Ottaviani Irene, Tantillo Simona, Miggiano Lorenzo, Guarnera Martina, Menghini Marco, Talarico Francesco, Mazzanti Federica, Cilloni Nicola
Department of Anesthesia, Intensive Care and Prehospital Emergency, Maggiore Hospital Carlo Alberto Pizzardi, Bologna, Italy.
J Anesth Analg Crit Care. 2024 Sep 16;4(1):63. doi: 10.1186/s44158-024-00199-7.

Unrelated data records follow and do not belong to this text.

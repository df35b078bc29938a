//! Retry loop: run an async operation until success or the policy says stop.

use std::future::Future;
use std::sync::Arc;
use std::time::{Duration, SystemTime};

use async_trait::async_trait;

use crate::retry::attempt::{AttemptError, AttemptFailure};
use crate::retry::config::RetryConfig;
use crate::retry::context::describe_context;
use crate::retry::decision::{decide_retry, RetryDecision};

/// Suspends the calling task between attempts.
#[async_trait]
pub trait Sleeper: Send + Sync {
    async fn sleep(&self, delay: Duration);
}

#[derive(Debug, Clone, Copy, Default)]
pub struct TokioSleeper;

#[async_trait]
impl Sleeper for TokioSleeper {
    async fn sleep(&self, delay: Duration) {
        tokio::time::sleep(delay).await;
    }
}

/// Where a retry sequence stands.
#[derive(Debug, Clone, Copy, PartialEq, Eq)]
pub enum RetryState {
    /// About to run the attempt with this 0-based index.
    Attempting(usize),
    Succeeded,
    Failed,
}

impl RetryState {
    pub fn after_success(self) -> Self {
        match self {
            Self::Attempting(_) => Self::Succeeded,
            terminal => terminal,
        }
    }

    pub fn after_failure(self, decision: &RetryDecision) -> Self {
        match (self, decision.should_retry()) {
            (Self::Attempting(n), true) => Self::Attempting(n + 1),
            (Self::Attempting(_), false) => Self::Failed,
            (terminal, _) => terminal,
        }
    }

    pub fn is_terminal(self) -> bool {
        !matches!(self, Self::Attempting(_))
    }
}

/// Final failure after the retry budget is spent or the error is not retryable.
///
/// Displays as the context sentence followed by the original message.
#[derive(Debug, thiserror::Error)]
#[error("{context}{message}")]
pub struct RetryError<E> {
    /// Total attempts made, including the first.
    pub attempts: usize,
    pub context: String,
    pub message: String,
    pub last_error: E,
}

impl<E: AttemptFailure> RetryError<E> {
    fn new(last_error: E, view: &AttemptError, attempt_index: usize) -> Self {
        Self {
            attempts: attempt_index + 1,
            context: describe_context(view, attempt_index),
            message: last_error.to_string(),
            last_error,
        }
    }
}

impl<E> RetryError<E> {
    pub fn into_inner(self) -> E {
        self.last_error
    }
}

#[derive(Clone)]
pub struct Retrier {
    config: RetryConfig,
    sleeper: Arc<dyn Sleeper>,
    jitter: fn() -> f64,
}

impl std::fmt::Debug for Retrier {
    fn fmt(&self, f: &mut std::fmt::Formatter<'_>) -> std::fmt::Result {
        f.debug_struct("Retrier")
            .field("config", &self.config)
            .finish_non_exhaustive()
    }
}

impl Default for Retrier {
    fn default() -> Self {
        Self::new(RetryConfig::default())
    }
}

impl Retrier {
    pub fn new(config: RetryConfig) -> Self {
        Self {
            config,
            sleeper: Arc::new(TokioSleeper),
            jitter: fastrand::f64,
        }
    }

    pub fn with_sleeper<S: Sleeper + 'static>(mut self, sleeper: S) -> Self {
        self.sleeper = Arc::new(sleeper);
        self
    }

    pub fn with_shared_sleeper(mut self, sleeper: Arc<dyn Sleeper>) -> Self {
        self.sleeper = sleeper;
        self
    }

    /// Overrides the uniform `[0, 1]` source used for backoff jitter.
    pub fn with_jitter(mut self, jitter: fn() -> f64) -> Self {
        self.jitter = jitter;
        self
    }

    pub fn config(&self) -> &RetryConfig {
        &self.config
    }

    pub async fn run<T, E, F, Fut>(&self, mut operation: F) -> Result<T, RetryError<E>>
    where
        F: FnMut() -> Fut,
        Fut: Future<Output = Result<T, E>>,
        E: AttemptFailure,
    {
        let mut state = RetryState::Attempting(0);
        while let RetryState::Attempting(attempt) = state {
            let err = match operation().await {
                Ok(value) => {
                    state = state.after_success();
                    tracing::trace!(attempts = attempt + 1, ?state, "operation succeeded");
                    return Ok(value);
                }
                Err(err) => err,
            };

            let view = err.attempt_error();
            let decision =
                decide_retry(&self.config, &view, attempt, SystemTime::now(), self.jitter);

            state = state.after_failure(&decision);
            if state.is_terminal() {
                tracing::debug!(
                    attempts = attempt + 1,
                    reason = ?decision.reason(),
                    error = %err,
                    "giving up"
                );
                return Err(RetryError::new(err, &view, attempt));
            }

            let delay = decision.delay();
            tracing::warn!(
                attempt = attempt + 1,
                max_attempts = self.config.max_attempts(),
                delay_ms = delay.as_millis() as u64,
                reason = ?decision.reason(),
                status = ?view.status,
                code = ?view.code,
                error = %err,
                "request failed, retrying"
            );
            self.sleeper.sleep(delay).await;
        }
        unreachable!("retry loop only exits through success or a terminal failure")
    }
}

/// Runs `operation` under `config` with the default tokio sleeper.
pub async fn execute_with_retry<T, E, F, Fut>(
    config: &RetryConfig,
    operation: F,
) -> Result<T, RetryError<E>>
where
    F: FnMut() -> Fut,
    Fut: Future<Output = Result<T, E>>,
    E: AttemptFailure,
{
    Retrier::new(config.clone()).run(operation).await
}
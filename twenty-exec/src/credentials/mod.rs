mod error;
mod provider;
mod value;

pub use error::CredentialsError;
pub use provider::{CredentialsProvider, EnvCredentialsProvider, StaticCredentialsProvider};
pub use value::{Credentials, DEFAULT_API_URL};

Metabolic acidosis is a frequent finding in patients admitted to the intensive care unit (ICU). It can be caused by prolonged fasting due to surgical procedures or by medical conditions that lead to starvation ketoacidosis (SKA). Early recognition and treatment of SKA could prevent several life-threatening complications, improving survival and reducing the ICU length of stay.
We retrospectively screened all medical records of patients admitted to the ICU (Maggiore Hospital, Bologna, North Italy) from May 2022 to April 2023. We included patients aged 18 years or older who presented ketonuria detected in the urine sample.
We analyzed 190 patients with ketonuria at ICU admission. Postsurgical patients showed lower levels of albumin and a higher rate of shock compared to medical patients. Ketonuric patients with shock had a lower body mass index (BMI) compared to patients without shock (24 versus 26 kg/m2, respectively). There were no differences within groups regarding mortality and ICU readmission rate. Medical patients had a significantly higher ICU length of stay.
This retrospective observational descriptive study showed that patients with ketonuria, hypoalbuminemia, and low BMI at ICU admission have high risk of hemodynamic instability and shock. Surgical patients compared to medical patients are exposed to a catabolic trigger that could worsen a state of malnutrition and induce anabolic resistance; elective and urgent surgical patients did not differ in terms of risk of shock and mortality, probably due to the activation of this catabolic pathway. Early recognition and treatment of starvation ketoacidosis and perioperative nutritional optimization could reduce incidence of hemodynamic and metabolic complications.
代谢性酸中毒在重症监护病房(ICU)收治的患者中很常见。它可能由手术导致的长期禁食或导致饥饿性酮症酸中毒(SKA)的疾病引起。早期识别和治疗SKA可预防多种危及生命的并发症,提高生存率并缩短ICU住院时间。
我们回顾性筛查了2022年5月至2023年4月期间入住ICU(意大利北部博洛尼亚马焦雷医院)的所有患者的病历。我们纳入了年龄在18岁及以上且尿样中检测出酮尿的患者。
我们分析了190例入院时存在酮尿的患者。与内科患者相比,外科手术后患者的白蛋白水平较低,休克发生率较高。与无休克的酮尿患者相比,休克的酮尿患者体重指数(BMI)较低(分别为24与26kg/m²)。各组在死亡率和ICU再入院率方面无差异。内科患者的ICU住院时间显著更长。
这项回顾性观察性描述性研究表明,入院时存在酮尿、低白蛋白血症和低BMI的患者有血流动力学不稳定和休克的高风险。与内科患者相比,外科手术患者面临一种分解代谢触发因素,这可能会使营养不良状态恶化并导致合成代谢抵抗;择期和急诊手术患者在休克风险和死亡率方面没有差异,这可能是由于这种分解代谢途径的激活。早期识别和治疗饥饿性酮症酸中毒以及围手术期营养优化可降低血流动力学和代谢并发症的发生率。